Putin kann man keineswegs als ehrlichen Antifaschisten bezeichnen, wie er sich selbst porträtiert1. Acht Jahre lang sah er von außen zu und intervenierte nicht. Außerdem attackierte er Lenin dafür, dass er angeblich die Ukraine „erschaffen“ hätte. „Was das historische Schicksal Russlands und seiner Völker betrifft, waren Lenins Prinzipien der Staatsentwicklung nicht bloß ein Fehler; sie waren schlimmer als ein Fehler.“2, behauptet Putin. Solche Behauptungen können wir nicht aus Opportunismus unwidersprochen im Raum stehen lassen.
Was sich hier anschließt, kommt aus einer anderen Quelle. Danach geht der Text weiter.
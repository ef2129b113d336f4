//! Subscriber Registry
//!
//! Thread-safe topic rooms backed by DashMap. Supports multiple
//! subscriptions per topic (dashboard tabs, redundant service instances).
//! Delivery is at-most-once to currently-connected subscribers; there is no
//! replay buffer.

use std::sync::atomic::{AtomicU64, Ordering};

use dashmap::DashMap;
use tokio::sync::mpsc;

use crate::core_types::{ExportId, OrgId, OrgKind};

use super::events::{TransitionEvent, topics};

pub type EventSender = mpsc::UnboundedSender<TransitionEvent>;
pub type EventReceiver = mpsc::UnboundedReceiver<TransitionEvent>;

/// Unique subscription identifier
pub type SubscriptionId = u64;

pub struct SubscriberRegistry {
    /// topic -> list of (subscription_id, sender)
    rooms: DashMap<String, Vec<(SubscriptionId, EventSender)>>,
    next_sub_id: AtomicU64,
    /// Sends that found a closed receiver
    dropped_sends: AtomicU64,
}

impl SubscriberRegistry {
    pub fn new() -> Self {
        Self {
            rooms: DashMap::new(),
            next_sub_id: AtomicU64::new(1),
            dropped_sends: AtomicU64::new(0),
        }
    }

    /// Subscribe to a topic; the receiver sees events published after this
    /// call only
    pub fn subscribe(&self, topic: impl Into<String>) -> (SubscriptionId, EventReceiver) {
        let topic = topic.into();
        let (tx, rx) = mpsc::unbounded_channel();
        let sub_id = self.next_sub_id.fetch_add(1, Ordering::Relaxed);

        self.rooms.entry(topic.clone()).or_default().push((sub_id, tx));

        tracing::debug!(topic = %topic, sub_id, "Subscriber added");
        (sub_id, rx)
    }

    /// Follow one export
    pub fn subscribe_export(&self, export_id: &ExportId) -> (SubscriptionId, EventReceiver) {
        self.subscribe(topics::export(export_id))
    }

    /// Follow the room of an organization kind
    pub fn subscribe_org_kind(&self, kind: OrgKind) -> (SubscriptionId, EventReceiver) {
        self.subscribe(topics::org_kind(kind))
    }

    /// Follow one concrete organization's room
    pub fn subscribe_org(&self, org: &OrgId) -> (SubscriptionId, EventReceiver) {
        self.subscribe(topics::org(org))
    }

    /// Remove one subscription; cleans up empty rooms
    pub fn unsubscribe(&self, topic: &str, sub_id: SubscriptionId) {
        if let Some(mut senders) = self.rooms.get_mut(topic) {
            senders.retain(|(id, _)| *id != sub_id);
            if senders.is_empty() {
                drop(senders);
                self.rooms.remove(topic);
            }
        }
    }

    /// Deliver an event to every live subscriber of a topic
    ///
    /// Closed receivers are dropped from the room; their missed events are
    /// gone by design - reconnecting clients re-read current state.
    pub fn publish(&self, topic: &str, event: &TransitionEvent) -> usize {
        let Some(mut senders) = self.rooms.get_mut(topic) else {
            return 0;
        };

        let mut delivered = 0;
        senders.retain(|(sub_id, tx)| match tx.send(event.clone()) {
            Ok(()) => {
                delivered += 1;
                true
            }
            Err(_) => {
                self.dropped_sends.fetch_add(1, Ordering::Relaxed);
                tracing::debug!(topic = %topic, sub_id, "Dropping closed subscriber");
                false
            }
        });
        if senders.is_empty() {
            drop(senders);
            self.rooms.remove(topic);
        }
        delivered
    }

    /// (number of rooms, total subscriptions)
    pub fn stats(&self) -> (usize, usize) {
        let rooms = self.rooms.len();
        let subs = self.rooms.iter().map(|e| e.value().len()).sum();
        (rooms, subs)
    }

    /// Number of sends that hit a closed receiver since startup
    pub fn dropped_sends(&self) -> u64 {
        self.dropped_sends.load(Ordering::Relaxed)
    }
}

impl Default for SubscriberRegistry {
    fn default() -> Self {
        Self::new()
    }
}

#[cfg(test)]
mod tests {
    use super::*;
    use crate::core_types::{ExportId, OrgId};
    use crate::lifecycle::status::ExportStatus;

    fn event() -> TransitionEvent {
        TransitionEvent {
            export_id: ExportId::new(),
            action: "verifyLot".to_string(),
            from_status: Some(ExportStatus::ExchangePending),
            to_status: ExportStatus::ExchangeVerified,
            actor_org: OrgId::from("ecx"),
            originating_org: OrgId::from("awash"),
            timestamp_ms: 0,
        }
    }

    #[tokio::test]
    async fn test_subscribe_publish_unsubscribe() {
        let registry = SubscriberRegistry::new();
        let (sub_id, mut rx) = registry.subscribe("export.abc");
        assert_eq!(registry.stats(), (1, 1));

        assert_eq!(registry.publish("export.abc", &event()), 1);
        assert!(rx.try_recv().is_ok());

        registry.unsubscribe("export.abc", sub_id);
        assert_eq!(registry.stats(), (0, 0));
        assert_eq!(registry.publish("export.abc", &event()), 0);
    }

    #[tokio::test]
    async fn test_multiple_subscribers_per_topic() {
        let registry = SubscriberRegistry::new();
        let (_id1, mut rx1) = registry.subscribe("org.CUSTOMS");
        let (_id2, mut rx2) = registry.subscribe("org.CUSTOMS");

        assert_eq!(registry.publish("org.CUSTOMS", &event()), 2);
        assert!(rx1.try_recv().is_ok());
        assert!(rx2.try_recv().is_ok());
    }

    #[tokio::test]
    async fn test_closed_receiver_dropped_from_room() {
        let registry = SubscriberRegistry::new();
        let (_id, rx) = registry.subscribe("export.abc");
        drop(rx);

        assert_eq!(registry.publish("export.abc", &event()), 0);
        assert_eq!(registry.dropped_sends(), 1);
        // Room cleaned up entirely
        assert_eq!(registry.stats(), (0, 0));
    }
}
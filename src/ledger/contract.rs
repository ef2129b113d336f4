//! Typed Export Contract Wrapper
//!
//! Encodes engine intents into contract calls and decodes the returned
//! record bytes. Owns no policy: retries, timeouts and the breaker live in
//! the gateway underneath.

use std::sync::Arc;

use tokio::time::Instant;

use crate::core_types::{ExportId, OrgId};
use crate::error::ExportError;
use crate::gateway::ResilientLedgerGateway;
use crate::lifecycle::action::Action;
use crate::lifecycle::status::ExportStatus;
use crate::models::{DocumentCategory, ExportRecord, NewExport, StagePatch};

use super::functions;

pub struct ExportLedger {
    gateway: Arc<ResilientLedgerGateway>,
    contract: String,
}

impl ExportLedger {
    pub fn new(gateway: Arc<ResilientLedgerGateway>, contract: impl Into<String>) -> Self {
        Self {
            gateway,
            contract: contract.into(),
        }
    }

    fn decode(bytes: &[u8]) -> Result<ExportRecord, ExportError> {
        serde_json::from_slice(bytes)
            .map_err(|e| ExportError::Internal(format!("undecodable ledger record: {e}")))
    }

    fn decode_list(bytes: &[u8]) -> Result<Vec<ExportRecord>, ExportError> {
        serde_json::from_slice(bytes)
            .map_err(|e| ExportError::Internal(format!("undecodable ledger record list: {e}")))
    }

    fn encode<T: serde::Serialize>(value: &T) -> Result<String, ExportError> {
        serde_json::to_string(value).map_err(|e| ExportError::Internal(e.to_string()))
    }

    pub async fn create(
        &self,
        spec: &NewExport,
        originating_org: &OrgId,
        deadline: Option<Instant>,
    ) -> Result<ExportRecord, ExportError> {
        let args = vec![Self::encode(spec)?, originating_org.to_string()];
        let bytes = self
            .gateway
            .submit(&self.contract, functions::CREATE_EXPORT, &args, deadline)
            .await?;
        Self::decode(&bytes)
    }

    pub async fn read(
        &self,
        export_id: &ExportId,
        deadline: Option<Instant>,
    ) -> Result<ExportRecord, ExportError> {
        let args = vec![export_id.to_string()];
        let bytes = self
            .gateway
            .query(&self.contract, functions::READ_EXPORT, &args, deadline)
            .await?;
        Self::decode(&bytes)
    }

    /// Submit a transition computed against `from`; the contract re-checks
    /// both the edge and the current status (optimistic concurrency)
    pub async fn transition(
        &self,
        export_id: &ExportId,
        action: Action,
        from: ExportStatus,
        to: ExportStatus,
        patch: &StagePatch,
        deadline: Option<Instant>,
    ) -> Result<ExportRecord, ExportError> {
        let args = vec![
            export_id.to_string(),
            action.as_str().to_string(),
            from.as_str().to_string(),
            to.as_str().to_string(),
            Self::encode(patch)?,
        ];
        let bytes = self
            .gateway
            .submit(&self.contract, functions::TRANSITION_EXPORT, &args, deadline)
            .await?;
        Self::decode(&bytes)
    }

    pub async fn list_by_status(
        &self,
        status: ExportStatus,
        deadline: Option<Instant>,
    ) -> Result<Vec<ExportRecord>, ExportError> {
        let args = vec![status.as_str().to_string()];
        let bytes = self
            .gateway
            .query(&self.contract, functions::LIST_BY_STATUS, &args, deadline)
            .await?;
        Self::decode_list(&bytes)
    }

    pub async fn list_by_org(
        &self,
        org: &OrgId,
        deadline: Option<Instant>,
    ) -> Result<Vec<ExportRecord>, ExportError> {
        let args = vec![org.to_string()];
        let bytes = self
            .gateway
            .query(&self.contract, functions::LIST_BY_ORG, &args, deadline)
            .await?;
        Self::decode_list(&bytes)
    }

    pub async fn attach_document(
        &self,
        export_id: &ExportId,
        category: DocumentCategory,
        content_hash: &str,
        deadline: Option<Instant>,
    ) -> Result<ExportRecord, ExportError> {
        let args = vec![
            export_id.to_string(),
            category.as_str().to_string(),
            content_hash.to_string(),
        ];
        let bytes = self
            .gateway
            .submit(&self.contract, functions::ATTACH_DOCUMENT, &args, deadline)
            .await?;
        Self::decode(&bytes)
    }

    pub async fn deactivate_document(
        &self,
        export_id: &ExportId,
        category: DocumentCategory,
        version: u32,
        deadline: Option<Instant>,
    ) -> Result<ExportRecord, ExportError> {
        let args = vec![
            export_id.to_string(),
            category.as_str().to_string(),
            version.to_string(),
        ];
        let bytes = self
            .gateway
            .submit(
                &self.contract,
                functions::DEACTIVATE_DOCUMENT,
                &args,
                deadline,
            )
            .await?;
        Self::decode(&bytes)
    }
}

#[cfg(test)]
mod tests {
    use super::*;
    use crate::config::GatewayPolicyConfig;
    use crate::gateway::GatewayPolicy;
    use crate::ledger::InMemoryLedger;
    use rust_decimal::Decimal;

    fn export_ledger() -> ExportLedger {
        let gateway = Arc::new(ResilientLedgerGateway::new(
            Arc::new(InMemoryLedger::new()),
            GatewayPolicy::from(&GatewayPolicyConfig::default()),
        ));
        ExportLedger::new(gateway, "exportlifecycle")
    }

    fn spec() -> NewExport {
        NewExport {
            coffee_type: "Limu".to_string(),
            quantity_kg: 5_000,
            destination_country: "SA".to_string(),
            estimated_value: Decimal::new(31_000_00, 2),
        }
    }

    #[tokio::test]
    async fn test_create_read_roundtrip() {
        let ledger = export_ledger();
        let org = OrgId::from("dashen-bank");

        let created = ledger.create(&spec(), &org, None).await.unwrap();
        assert_eq!(created.status, ExportStatus::Draft);
        assert_eq!(created.originating_org, org);

        let read = ledger.read(&created.export_id, None).await.unwrap();
        assert_eq!(read, created);
    }

    #[tokio::test]
    async fn test_read_missing_maps_to_not_found() {
        let ledger = export_ledger();
        let err = ledger.read(&ExportId::new(), None).await.unwrap_err();
        assert!(matches!(err, ExportError::NotFound(_)));
    }

    #[tokio::test]
    async fn test_transition_and_stale_conflict() {
        let ledger = export_ledger();
        let org = OrgId::from("dashen-bank");
        let created = ledger.create(&spec(), &org, None).await.unwrap();

        let patch = StagePatch {
            lot_number: Some("ECX-42".to_string()),
            ..Default::default()
        };
        let updated = ledger
            .transition(
                &created.export_id,
                Action::SubmitToExchange,
                ExportStatus::Draft,
                ExportStatus::ExchangePending,
                &patch,
                None,
            )
            .await
            .unwrap();
        assert_eq!(updated.status, ExportStatus::ExchangePending);
        assert_eq!(updated.lot_number.as_deref(), Some("ECX-42"));

        // Replaying the same transition is now stale
        let err = ledger
            .transition(
                &created.export_id,
                Action::SubmitToExchange,
                ExportStatus::Draft,
                ExportStatus::ExchangePending,
                &patch,
                None,
            )
            .await
            .unwrap_err();
        assert!(matches!(err, ExportError::LedgerConflict));
    }

    #[tokio::test]
    async fn test_list_by_status() {
        let ledger = export_ledger();
        let org = OrgId::from("dashen-bank");
        ledger.create(&spec(), &org, None).await.unwrap();
        ledger.create(&spec(), &org, None).await.unwrap();

        let drafts = ledger.list_by_status(ExportStatus::Draft, None).await.unwrap();
        assert_eq!(drafts.len(), 2);
        let shipped = ledger.list_by_status(ExportStatus::Shipped, None).await.unwrap();
        assert!(shipped.is_empty());
    }
}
Russland ist ein imperialistischer Staat. Einige Genossen wollen dieser Tatsache durch Mentalgymnastik aus dem Weg gehen, indem sie Lenins „Fünf-Punkte-Schablone“ zum Imperialismus anlegen und bei dessen Ausfüllung nicht ganz ehrlich sind. Wie etwa die CPGB-ML. Zur Wiederholung: Lenins „Fünf Punkte“ lauten:

1. Konzentration der Produktion und des Kapitals, die eine so hohe Entwicklungsstufe erreicht hat, daß sie Monopole schafft, die im Wirtschaftsleben die entscheidende Rolle spielen;

2. Verschmelzung des Bankkapitals mit dem Industriekapital und Entstehung einer Finanzoligarchie auf der Basis dieses „Finanzkapitals“;

3. der Kapitalexport, zum Unterschied vom Warenexport, gewinnt besonders wichtige Bedeutung;

4. es bilden sich internationale monopolistische Kapitalistenverbände, die die Welt unter sich teilen, und

5. die territoriale Aufteilung der Erde unter die kapitalistischen Großmächte ist beendet.“3

Zu Punkt 1 schreibt die CPGB-ML: „Wo sind die russischen Monopole, die unsere Leben dominieren, heute?“

Zu Punkt 2 schreibt die CPGB-ML: Russlands reichste Kapitalisten stecken hauptsächlich in der Industrie, nicht im Finanzwesen; nur eine der 100 größten Banken der Welt ist russisch, die staatseigene Sberbank.“

Zu Punkt 3 schreibt die CPGB-ML: Russlands größte Exporte sind Rohmaterialien, nicht Kapital; wo sind die russischen Finanzkapitaltrusts und -monopole, die weltweit Arbeit ausbeuten und deren Wohlstand nach Russland transferieren?“

Zu Punkt 4 schreibt die CPGB-ML: Solche Kartelle existieren, sie beinhalten aber keine russischen Monopole.“

Zu Punkt 5 schreibt die CPGB-ML: Solch eine Aufteilung hat in der Tat stattgefunden, aber Russland war kein Teil der Aufteilung und erntet nicht die Ausbeute imperialistischer Dominanz und Kriege; in der Tat, sein Hauptverbrechen ist es, jene zu verteidigen, die gegen imperialistische Angriffe kämpfen (Syrien, die Ostukraine) und versucht, sein eigenes Gebiet von imperialistischer Dominanz und Superausbeutung freizuhalten.“4

Hat Lenin davon gesprochen, dass ein Land weltweite Dominanz ausüben müsste, um als imperialistisch zu gelten? So kommt es jedenfalls vor, wenn man die Antworten der CPGB-ML liest. Lenin selbst betonte bei der Abfassung dieser „Schablone“, dass eine allzu kurze Definition zwar „bequem, aber unzulänglich“ sei5. Es ist also nicht nur so, dass die Beantwortung dieser Kriterien nicht ehrlich erfolgte, die schematische Anwendung dieser Kriterien an sich ist schon ein Fehler. Gehen wir dennoch die Punkte durch.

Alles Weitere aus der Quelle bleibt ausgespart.